Action item
The records below are to be transcribed in full, exactly as given.

Supplied information
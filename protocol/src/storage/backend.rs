//! # Backend Traits
//!
//! The two capability sets the core needs from persistence, expressed as
//! traits so the engine is an injection point rather than ambient state.
//!
//! All methods are synchronous: the core's contract is plain
//! request/response, and both shipped engines (DashMap, sled) are
//! synchronous internally. An async engine would wrap these calls in
//! `spawn_blocking` at the transport layer, not change the trait.

use thiserror::Error;

use crate::identity::{AgentId, AgentIdentity};
use crate::memory::MemoryVersion;

/// Errors surfaced by storage backends.
///
/// These are service-side failures: the request was well-formed and
/// authorized, the engine just couldn't complete it. The core never
/// retries them — the caller may resubmit the whole request.
#[derive(Debug, Error)]
pub enum StorageError {
    #[error("sled error: {0}")]
    Sled(#[from] sled::Error),

    #[error("serialization error: {0}")]
    Serialization(String),
}

/// Identity table capabilities: insert-if-absent and lookup.
///
/// Identities are immutable once written — there is deliberately no update
/// or delete. Public keys never rotate in this design, and `clear` removes
/// memories, not the identity.
pub trait IdentityBackend: Send + Sync {
    /// Insert an identity record if no record exists for its agent ID.
    ///
    /// Returns `true` if the record was inserted, `false` if the ID was
    /// already taken. The check-and-insert must be atomic — this is what
    /// makes the registration collision-retry loop sound under concurrent
    /// registrations.
    fn insert_identity(&self, identity: &AgentIdentity) -> Result<bool, StorageError>;

    /// Look up an identity by agent ID.
    fn get_identity(&self, agent_id: &AgentId) -> Result<Option<AgentIdentity>, StorageError>;

    /// Total number of registered identities. Feeds `/stats`.
    fn identity_count(&self) -> Result<u64, StorageError>;
}

/// Version table capabilities: append, ordered reads, delete-all.
///
/// Versions are append-only and never mutated in place. The backend does
/// not assign version numbers — [`crate::memory::MemoryStore`] computes
/// them under a per-agent lock and hands down complete records.
pub trait VersionBackend: Send + Sync {
    /// The highest version number stored for an agent, or `None` if the
    /// agent has no versions (never stored, or cleared).
    fn max_version(&self, agent_id: &AgentId) -> Result<Option<u64>, StorageError>;

    /// Append a fully-formed version record.
    fn append_version(&self, version: &MemoryVersion) -> Result<(), StorageError>;

    /// The version record with the highest version number for an agent.
    fn latest_version(&self, agent_id: &AgentId) -> Result<Option<MemoryVersion>, StorageError>;

    /// All version records for an agent in ascending version order.
    /// Empty vector (not an error) when the agent has none.
    fn all_versions(&self, agent_id: &AgentId) -> Result<Vec<MemoryVersion>, StorageError>;

    /// Remove every version for an agent atomically. Returns the number
    /// of versions removed. Partial deletion is not an acceptable outcome:
    /// either all rows go or the prior set stays intact.
    fn delete_all_versions(&self, agent_id: &AgentId) -> Result<u64, StorageError>;

    /// Total number of stored versions across all agents. Feeds `/stats`.
    fn version_count(&self) -> Result<u64, StorageError>;
}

Task result
filename protocol/src/storage/backend.rs
//! # Backend Traits
//!
//! The two capability sets the core needs from persistence, expressed as
//! traits so the engine is an injection point rather than ambient state.
//!
//! All methods are synchronous: the core's contract is plain
//! request/response, and both shipped engines (DashMap, sled) are
//! synchronous internally. An async engine would wrap these calls in
//! `spawn_blocking` at the transport layer, not change the trait.

use thiserror::Error;

use crate::identity::{AgentId, AgentIdentity};
use crate::memory::MemoryVersion;

/// Errors surfaced by storage backends.
///
/// These are service-side failures: the request was well-formed and
/// authorized, the engine just couldn't complete it. The core never
/// retries them — the caller may resubmit the whole request.
#[derive(Debug, Error)]
pub enum StorageError {
    #[error("sled error: {0}")]
    Sled(#[from] sled::Error),

    #[error("serialization error: {0}")]
    Serialization(String),
}

/// Identity table capabilities: insert-if-absent and lookup.
///
/// Identities are immutable once written — there is deliberately no update
/// or delete. Public keys never rotate in this design, and `clear` removes
/// memories, not the identity.
pub trait IdentityBackend: Send + Sync {
    /// Insert an identity record if no record exists for its agent ID.
    ///
    /// Returns `true` if the record was inserted, `false` if the ID was
    /// already taken. The check-and-insert must be atomic — this is what
    /// makes the registration collision-retry loop sound under concurrent
    /// registrations.
    fn insert_identity(&self, identity: &AgentIdentity) -> Result<bool, StorageError>;

    /// Look up an identity by agent ID.
    fn get_identity(&self, agent_id: &AgentId) -> Result<Option<AgentIdentity>, StorageError>;

    /// Total number of registered identities. Feeds `/stats`.
    fn identity_count(&self) -> Result<u64, StorageError>;
}

/// Version table capabilities: append, ordered reads, delete-all.
///
/// Versions are append-only and never mutated in place. The backend does
/// not assign version numbers — [`crate::memory::MemoryStore`] computes
/// them under a per-agent lock and hands down complete records.
pub trait VersionBackend: Send + Sync {
    /// The highest version number stored for an agent, or `None` if the
    /// agent has no versions (never stored, or cleared).
    fn max_version(&self, agent_id: &AgentId) -> Result<Option<u64>, StorageError>;

    /// Append a fully-formed version record.
    fn append_version(&self, version: &MemoryVersion) -> Result<(), StorageError>;

    /// The version record with the highest version number for an agent.
    fn latest_version(&self, agent_id: &AgentId) -> Result<Option<MemoryVersion>, StorageError>;

    /// All version records for an agent in ascending version order.
    /// Empty vector (not an error) when the agent has none.
    fn all_versions(&self, agent_id: &AgentId) -> Result<Vec<MemoryVersion>, StorageError>;

    /// Remove every version for an agent atomically. Returns the number
    /// of versions removed. Partial deletion is not an acceptable outcome:
    /// either all rows go or the prior set stays intact.
    fn delete_all_versions(&self, agent_id: &AgentId) -> Result<u64, StorageError>;

    /// Total number of stored versions across all agents. Feeds `/stats`.
    fn version_count(&self) -> Result<u64, StorageError>;
}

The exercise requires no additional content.